REQUIRED WORK: Of the lines in the listing below, count those containing "filename". Provide the count and nothing else.
____________
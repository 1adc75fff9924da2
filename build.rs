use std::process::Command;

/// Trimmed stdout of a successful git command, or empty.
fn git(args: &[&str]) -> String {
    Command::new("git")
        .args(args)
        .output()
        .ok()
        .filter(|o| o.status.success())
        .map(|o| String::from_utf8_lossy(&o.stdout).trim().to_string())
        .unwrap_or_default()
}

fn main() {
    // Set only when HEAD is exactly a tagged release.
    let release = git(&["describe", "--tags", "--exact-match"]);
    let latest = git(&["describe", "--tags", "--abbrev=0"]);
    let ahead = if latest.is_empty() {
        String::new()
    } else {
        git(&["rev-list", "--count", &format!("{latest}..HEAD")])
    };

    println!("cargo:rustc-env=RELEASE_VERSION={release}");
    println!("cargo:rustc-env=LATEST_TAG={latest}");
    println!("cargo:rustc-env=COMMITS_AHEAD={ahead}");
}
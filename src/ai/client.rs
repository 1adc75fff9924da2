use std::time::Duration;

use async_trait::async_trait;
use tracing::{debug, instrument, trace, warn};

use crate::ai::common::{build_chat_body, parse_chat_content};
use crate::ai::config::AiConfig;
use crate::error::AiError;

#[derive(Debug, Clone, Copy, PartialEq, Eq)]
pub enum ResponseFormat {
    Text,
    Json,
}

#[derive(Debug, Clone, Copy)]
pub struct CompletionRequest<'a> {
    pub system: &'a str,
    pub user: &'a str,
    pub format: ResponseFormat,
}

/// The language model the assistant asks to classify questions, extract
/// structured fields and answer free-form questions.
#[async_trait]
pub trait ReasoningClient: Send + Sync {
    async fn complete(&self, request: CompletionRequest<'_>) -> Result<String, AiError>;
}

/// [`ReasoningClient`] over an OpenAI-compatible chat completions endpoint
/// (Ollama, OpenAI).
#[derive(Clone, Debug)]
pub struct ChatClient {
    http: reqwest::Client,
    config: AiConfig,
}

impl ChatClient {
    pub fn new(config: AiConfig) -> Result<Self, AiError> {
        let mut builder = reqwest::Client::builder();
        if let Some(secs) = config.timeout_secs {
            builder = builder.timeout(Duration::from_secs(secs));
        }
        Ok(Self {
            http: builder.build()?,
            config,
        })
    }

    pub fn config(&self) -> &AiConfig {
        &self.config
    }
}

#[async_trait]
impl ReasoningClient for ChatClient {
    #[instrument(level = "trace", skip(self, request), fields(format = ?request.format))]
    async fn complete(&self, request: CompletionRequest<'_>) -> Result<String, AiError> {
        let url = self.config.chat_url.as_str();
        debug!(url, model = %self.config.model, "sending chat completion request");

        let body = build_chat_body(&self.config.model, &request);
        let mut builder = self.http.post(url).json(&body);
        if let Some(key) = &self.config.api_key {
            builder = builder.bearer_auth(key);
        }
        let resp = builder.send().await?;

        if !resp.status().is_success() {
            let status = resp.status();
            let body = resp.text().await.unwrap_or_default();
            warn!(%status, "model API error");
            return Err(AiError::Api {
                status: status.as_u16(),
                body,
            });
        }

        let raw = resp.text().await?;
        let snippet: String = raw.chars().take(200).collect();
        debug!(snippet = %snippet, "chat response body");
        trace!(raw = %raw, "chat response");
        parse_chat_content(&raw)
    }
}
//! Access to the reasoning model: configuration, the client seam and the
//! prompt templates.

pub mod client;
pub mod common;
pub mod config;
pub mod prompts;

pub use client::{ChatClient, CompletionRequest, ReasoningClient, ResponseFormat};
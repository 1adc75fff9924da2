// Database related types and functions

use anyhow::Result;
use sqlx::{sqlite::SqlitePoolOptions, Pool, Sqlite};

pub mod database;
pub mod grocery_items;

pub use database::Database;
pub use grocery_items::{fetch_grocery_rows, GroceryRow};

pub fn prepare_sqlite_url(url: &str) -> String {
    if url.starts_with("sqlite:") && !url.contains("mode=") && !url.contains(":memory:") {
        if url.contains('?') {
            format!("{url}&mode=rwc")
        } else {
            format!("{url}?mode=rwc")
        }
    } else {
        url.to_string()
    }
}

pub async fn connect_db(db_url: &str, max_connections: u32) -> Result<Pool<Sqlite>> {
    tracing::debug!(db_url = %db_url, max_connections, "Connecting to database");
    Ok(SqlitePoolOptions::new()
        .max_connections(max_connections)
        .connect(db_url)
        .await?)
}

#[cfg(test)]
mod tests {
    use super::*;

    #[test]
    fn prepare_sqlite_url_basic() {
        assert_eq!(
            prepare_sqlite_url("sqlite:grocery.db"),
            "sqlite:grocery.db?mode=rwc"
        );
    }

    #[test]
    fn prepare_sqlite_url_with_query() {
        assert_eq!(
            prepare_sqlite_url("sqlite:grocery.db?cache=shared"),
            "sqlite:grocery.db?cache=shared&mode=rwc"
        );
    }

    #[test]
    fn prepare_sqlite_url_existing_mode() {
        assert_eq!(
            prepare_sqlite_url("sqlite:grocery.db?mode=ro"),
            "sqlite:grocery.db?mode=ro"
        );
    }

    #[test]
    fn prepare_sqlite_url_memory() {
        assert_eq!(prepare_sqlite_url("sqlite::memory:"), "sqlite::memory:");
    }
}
____________
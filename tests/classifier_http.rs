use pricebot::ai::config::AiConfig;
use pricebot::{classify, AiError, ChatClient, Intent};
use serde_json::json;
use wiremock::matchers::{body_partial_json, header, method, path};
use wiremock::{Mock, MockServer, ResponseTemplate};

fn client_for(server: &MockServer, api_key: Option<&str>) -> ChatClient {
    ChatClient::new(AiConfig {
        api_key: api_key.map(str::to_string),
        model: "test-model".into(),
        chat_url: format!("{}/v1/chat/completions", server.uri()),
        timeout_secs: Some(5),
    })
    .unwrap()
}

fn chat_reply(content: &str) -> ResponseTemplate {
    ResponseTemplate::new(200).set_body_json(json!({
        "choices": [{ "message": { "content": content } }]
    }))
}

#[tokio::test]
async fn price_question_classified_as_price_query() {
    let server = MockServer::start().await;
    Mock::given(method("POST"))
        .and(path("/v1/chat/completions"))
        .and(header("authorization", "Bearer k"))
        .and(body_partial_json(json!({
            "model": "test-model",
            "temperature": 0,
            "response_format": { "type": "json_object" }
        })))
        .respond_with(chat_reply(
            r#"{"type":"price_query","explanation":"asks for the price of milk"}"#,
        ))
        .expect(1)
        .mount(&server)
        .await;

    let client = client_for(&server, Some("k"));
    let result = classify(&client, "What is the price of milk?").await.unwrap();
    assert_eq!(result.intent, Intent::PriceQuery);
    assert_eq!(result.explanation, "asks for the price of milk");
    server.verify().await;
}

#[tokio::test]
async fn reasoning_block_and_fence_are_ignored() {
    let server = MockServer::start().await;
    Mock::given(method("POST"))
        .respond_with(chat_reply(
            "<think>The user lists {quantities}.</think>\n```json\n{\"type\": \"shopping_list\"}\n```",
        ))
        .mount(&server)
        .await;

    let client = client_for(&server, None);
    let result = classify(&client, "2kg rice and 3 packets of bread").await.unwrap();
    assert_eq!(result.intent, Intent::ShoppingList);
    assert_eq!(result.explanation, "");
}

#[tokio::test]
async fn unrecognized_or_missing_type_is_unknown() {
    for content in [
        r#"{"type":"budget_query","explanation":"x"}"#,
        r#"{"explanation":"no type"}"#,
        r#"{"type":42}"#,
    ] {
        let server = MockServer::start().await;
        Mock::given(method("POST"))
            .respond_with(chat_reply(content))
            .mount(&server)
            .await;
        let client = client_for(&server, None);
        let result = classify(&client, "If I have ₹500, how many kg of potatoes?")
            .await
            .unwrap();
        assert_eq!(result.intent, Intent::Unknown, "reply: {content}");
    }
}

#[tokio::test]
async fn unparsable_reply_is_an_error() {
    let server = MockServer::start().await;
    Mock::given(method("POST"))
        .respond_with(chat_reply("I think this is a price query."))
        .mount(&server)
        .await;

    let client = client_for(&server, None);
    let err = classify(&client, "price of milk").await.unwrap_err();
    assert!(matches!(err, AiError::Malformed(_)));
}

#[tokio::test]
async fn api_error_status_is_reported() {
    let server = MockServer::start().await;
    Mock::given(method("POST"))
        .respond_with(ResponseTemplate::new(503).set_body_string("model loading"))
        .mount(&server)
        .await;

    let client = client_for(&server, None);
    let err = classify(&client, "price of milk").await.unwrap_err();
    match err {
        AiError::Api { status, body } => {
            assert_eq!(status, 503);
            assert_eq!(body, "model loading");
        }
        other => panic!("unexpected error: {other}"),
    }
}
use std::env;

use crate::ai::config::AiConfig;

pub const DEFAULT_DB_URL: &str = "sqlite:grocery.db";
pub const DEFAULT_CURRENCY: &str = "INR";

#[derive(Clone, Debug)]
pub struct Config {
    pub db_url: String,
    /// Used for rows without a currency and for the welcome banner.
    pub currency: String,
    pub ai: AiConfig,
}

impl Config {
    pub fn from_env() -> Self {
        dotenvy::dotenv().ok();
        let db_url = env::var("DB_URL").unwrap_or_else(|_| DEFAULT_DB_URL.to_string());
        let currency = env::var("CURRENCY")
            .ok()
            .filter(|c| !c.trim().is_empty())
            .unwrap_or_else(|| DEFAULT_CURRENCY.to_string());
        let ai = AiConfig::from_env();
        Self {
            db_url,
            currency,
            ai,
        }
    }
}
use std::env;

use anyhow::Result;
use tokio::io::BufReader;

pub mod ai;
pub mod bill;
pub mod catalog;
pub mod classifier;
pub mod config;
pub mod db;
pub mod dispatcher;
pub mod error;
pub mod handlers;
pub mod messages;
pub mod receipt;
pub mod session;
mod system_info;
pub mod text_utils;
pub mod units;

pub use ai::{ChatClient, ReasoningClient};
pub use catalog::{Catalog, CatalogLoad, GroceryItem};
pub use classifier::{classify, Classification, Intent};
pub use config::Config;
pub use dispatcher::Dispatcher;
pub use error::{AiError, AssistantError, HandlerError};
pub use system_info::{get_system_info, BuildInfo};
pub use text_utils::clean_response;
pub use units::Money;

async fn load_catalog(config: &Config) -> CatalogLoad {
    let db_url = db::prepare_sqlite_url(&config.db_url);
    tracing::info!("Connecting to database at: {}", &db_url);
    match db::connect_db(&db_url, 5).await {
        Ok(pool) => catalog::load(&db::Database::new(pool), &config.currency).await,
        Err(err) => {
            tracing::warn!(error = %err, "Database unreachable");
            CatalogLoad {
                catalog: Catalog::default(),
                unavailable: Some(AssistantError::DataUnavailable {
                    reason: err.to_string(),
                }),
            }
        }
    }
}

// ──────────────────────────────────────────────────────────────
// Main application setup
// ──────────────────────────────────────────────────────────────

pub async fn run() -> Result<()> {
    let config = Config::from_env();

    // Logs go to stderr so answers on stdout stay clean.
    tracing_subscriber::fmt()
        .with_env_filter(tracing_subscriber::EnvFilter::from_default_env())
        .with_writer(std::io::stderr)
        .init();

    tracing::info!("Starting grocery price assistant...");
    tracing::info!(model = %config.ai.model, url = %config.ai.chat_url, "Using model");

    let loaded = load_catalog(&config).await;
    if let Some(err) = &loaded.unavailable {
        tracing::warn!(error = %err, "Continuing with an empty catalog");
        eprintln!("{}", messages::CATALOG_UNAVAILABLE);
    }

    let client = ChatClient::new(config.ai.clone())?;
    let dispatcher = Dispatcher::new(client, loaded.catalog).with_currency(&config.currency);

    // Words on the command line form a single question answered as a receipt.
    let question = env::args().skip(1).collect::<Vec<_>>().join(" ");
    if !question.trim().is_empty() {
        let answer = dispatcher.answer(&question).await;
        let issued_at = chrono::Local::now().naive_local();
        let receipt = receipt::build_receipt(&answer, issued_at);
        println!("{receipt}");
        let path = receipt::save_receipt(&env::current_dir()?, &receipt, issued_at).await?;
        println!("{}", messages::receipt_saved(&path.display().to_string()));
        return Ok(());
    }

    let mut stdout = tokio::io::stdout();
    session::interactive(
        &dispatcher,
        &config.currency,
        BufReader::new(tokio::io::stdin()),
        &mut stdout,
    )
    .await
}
____________
RESULT FOR THIS EXERCISE: 3